The pleasant breakfast concluded far too quickly, as pleasant things always did.

The moment Truman stood and announced it was time to head to class, the atmosphere shifted tangibly.

Every Hufflepuff first-year's heart seemed to simultaneously sink into their shoes by the dread of what awaited them.

Because their next lesson was Potions.

With Snape.

Surrounded by anxious Hufflepuff first-years who gathered together like baby birds seeking safety in numbers, Tom navigated the castle's lower levels with ease. The Potions classroom, they'd informed him, lay deep in the dungeons at the same level that housed Hufflepuff's cozy common room, though considerably less welcoming.
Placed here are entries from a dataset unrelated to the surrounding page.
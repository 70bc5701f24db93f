// session.rs - Runs the game mode inside Bevy.
//
// The controller itself (game_mode.rs) knows nothing about entities. This
// plugin is the glue: at begin-play it finds the spawn volumes and starts the
// session, then every frame it borrows the player's components, wraps them up
// as Collaborators, and lets the controller tick.

use bevy::prelude::*;

use crate::character::{Player, PlayerController, PowerCharacter, RagdollBody};
use crate::collaborators::{Collaborators, Hud, PlayerControl, Ragdoll, SpawnSource};
use crate::config::GameModeConfig;
use crate::game_mode::{GameStateController, TickOutcome};
use crate::hud::HudSpawner;
use crate::play_state::{PlayState, PlayStateEntered};
use crate::spawn_volume::SpawnVolume;

pub struct SessionPlugin;

impl Plugin for SessionPlugin {
    fn build(&self, app: &mut App) {
        app.init_resource::<BatteryGameMode>()
            // PostStartup so everything spawned during Startup is already in
            // the world when we go looking for spawn volumes.
            .add_systems(PostStartup, begin_play_system)
            .add_systems(Update, game_mode_tick_system)
            .add_observer(log_play_state_entered);
    }
}

/// The game mode for the current session, plus the spawn volumes it found
/// when play began.
#[derive(Resource, Default)]
pub struct BatteryGameMode {
    pub controller: GameStateController,
    spawn_volumes: Vec<Entity>,
    last_outcome: Option<TickOutcome>,
}

impl BatteryGameMode {
    pub fn current_state(&self) -> PlayState {
        self.controller.current_state()
    }

    pub fn spawn_volumes(&self) -> &[Entity] {
        &self.spawn_volumes
    }

    /// What the most recent frame's tick did, if the game mode has ticked.
    pub fn last_outcome(&self) -> Option<TickOutcome> {
        self.last_outcome
    }

    /// Adds a volume unless it's already tracked. Returns whether it was added.
    pub fn track_spawn_volume(&mut self, entity: Entity) -> bool {
        if self.spawn_volumes.contains(&entity) {
            return false;
        }
        self.spawn_volumes.push(entity);
        true
    }
}

/// Borrows the tracked volumes out of the query. Volumes that were despawned
/// since begin-play just don't show up.
fn tracked_volumes<'a>(
    tracked: &[Entity],
    volumes: &'a mut Query<(Entity, &mut SpawnVolume)>,
) -> Vec<Mut<'a, SpawnVolume>> {
    volumes
        .iter_mut()
        .filter(|(entity, _)| tracked.contains(entity))
        .map(|(_, volume)| volume)
        .collect()
}

fn begin_play_system(
    mut commands: Commands,
    mut mode: ResMut<BatteryGameMode>,
    config: Option<Res<GameModeConfig>>,
    mut volumes: Query<(Entity, &mut SpawnVolume)>,
    players: Query<&PowerCharacter, With<Player>>,
) {
    let config = config.as_deref().cloned().unwrap_or_default();
    let mode = &mut *mode;
    mode.controller = GameStateController::new(config.decay_rate);
    mode.last_outcome = None;

    for (entity, _) in volumes.iter() {
        mode.track_spawn_volume(entity);
    }
    info!("found {} spawn volumes", mode.spawn_volumes.len());

    let initial_power = players.single().ok().map(|character| character.initial_power);

    {
        let mut sources = tracked_volumes(&mode.spawn_volumes, &mut volumes);
        let mut hud = HudSpawner {
            commands: &mut commands,
        };
        let mut collaborators = Collaborators {
            spawn_sources: sources
                .iter_mut()
                .map(|volume| &mut **volume as &mut dyn SpawnSource)
                .collect(),
            ..Default::default()
        };
        if config.show_hud {
            collaborators.hud = Some(&mut hud as &mut dyn Hud);
        }

        match initial_power {
            Some(initial_power) => {
                mode.controller
                    .start_session(initial_power, &mut collaborators);
            }
            None => {
                warn!("no player character found; playing without a power budget");
                mode.controller.set_state(PlayState::Playing, &mut collaborators);
                if let Some(hud) = collaborators.hud.as_deref_mut() {
                    hud.show_hud();
                }
            }
        }
    }

    commands.trigger(PlayStateEntered {
        state: mode.controller.current_state(),
    });
}

fn game_mode_tick_system(
    mut commands: Commands,
    mut mode: ResMut<BatteryGameMode>,
    time: Res<Time>,
    mut players: Query<
        (
            &mut PowerCharacter,
            Option<&mut PlayerController>,
            Option<&mut RagdollBody>,
        ),
        With<Player>,
    >,
    mut volumes: Query<(Entity, &mut SpawnVolume)>,
) {
    // Nobody to drain or judge this frame.
    let Ok((mut character, mut player_controller, mut body)) = players.single_mut() else {
        return;
    };
    let mode = &mut *mode;

    let outcome = {
        let mut sources = tracked_volumes(&mode.spawn_volumes, &mut volumes);
        let mut collaborators = Collaborators {
            spawn_sources: sources
                .iter_mut()
                .map(|volume| &mut **volume as &mut dyn SpawnSource)
                .collect(),
            player_control: player_controller
                .as_deref_mut()
                .map(|c| c as &mut dyn PlayerControl),
            ragdoll: body.as_deref_mut().map(|b| b as &mut dyn Ragdoll),
            hud: None,
        };
        mode.controller
            .tick_player(&mut *character, time.delta_secs(), &mut collaborators)
    };
    mode.last_outcome = Some(outcome);

    if let Some(state) = outcome.entered {
        commands.trigger(PlayStateEntered { state });
    }
}

fn log_play_state_entered(trigger: On<PlayStateEntered>) {
    debug!("entered {:?}", trigger.state);
}
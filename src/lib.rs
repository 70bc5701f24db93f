use bevy::prelude::*;

pub mod character;
pub mod collaborators;
pub mod config;
pub mod game_mode;
pub mod hud;
pub mod level;
pub mod pickup;
pub mod play_state;
pub mod session;
pub mod spawn_volume;

#[cfg(test)]
mod test_harness;

/// All of the battery collector's gameplay, minus the level itself.
///
/// Spawn the player and spawn volumes during Startup (see `level::LevelPlugin`
/// for the default layout) and the session starts on its own in PostStartup.
pub struct BatteryCollectorPlugin;

impl Plugin for BatteryCollectorPlugin {
    fn build(&self, app: &mut App) {
        app.add_plugins((
            config::ConfigPlugin,
            session::SessionPlugin,
            spawn_volume::SpawnVolumePlugin,
            character::CharacterPlugin,
            hud::HudPlugin,
        ));
    }
}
The air changed as they descended.

The comfortable warmth of the main castle levels gradually fell to persistent cold.

Hannah walking close beside Tom leaned down to whisper.

"See there?" She gestured toward an unremarkable section of dungeon wall. "That's the entrance to the Slytherin common room. Hidden, of course.

I heard from some upper-years that their password is something like 'Pure blood,' Glory,' that sort of thing—"

She caught herself, glancing around nervously as though Slytherins might appear from the shadows to defend their House honor.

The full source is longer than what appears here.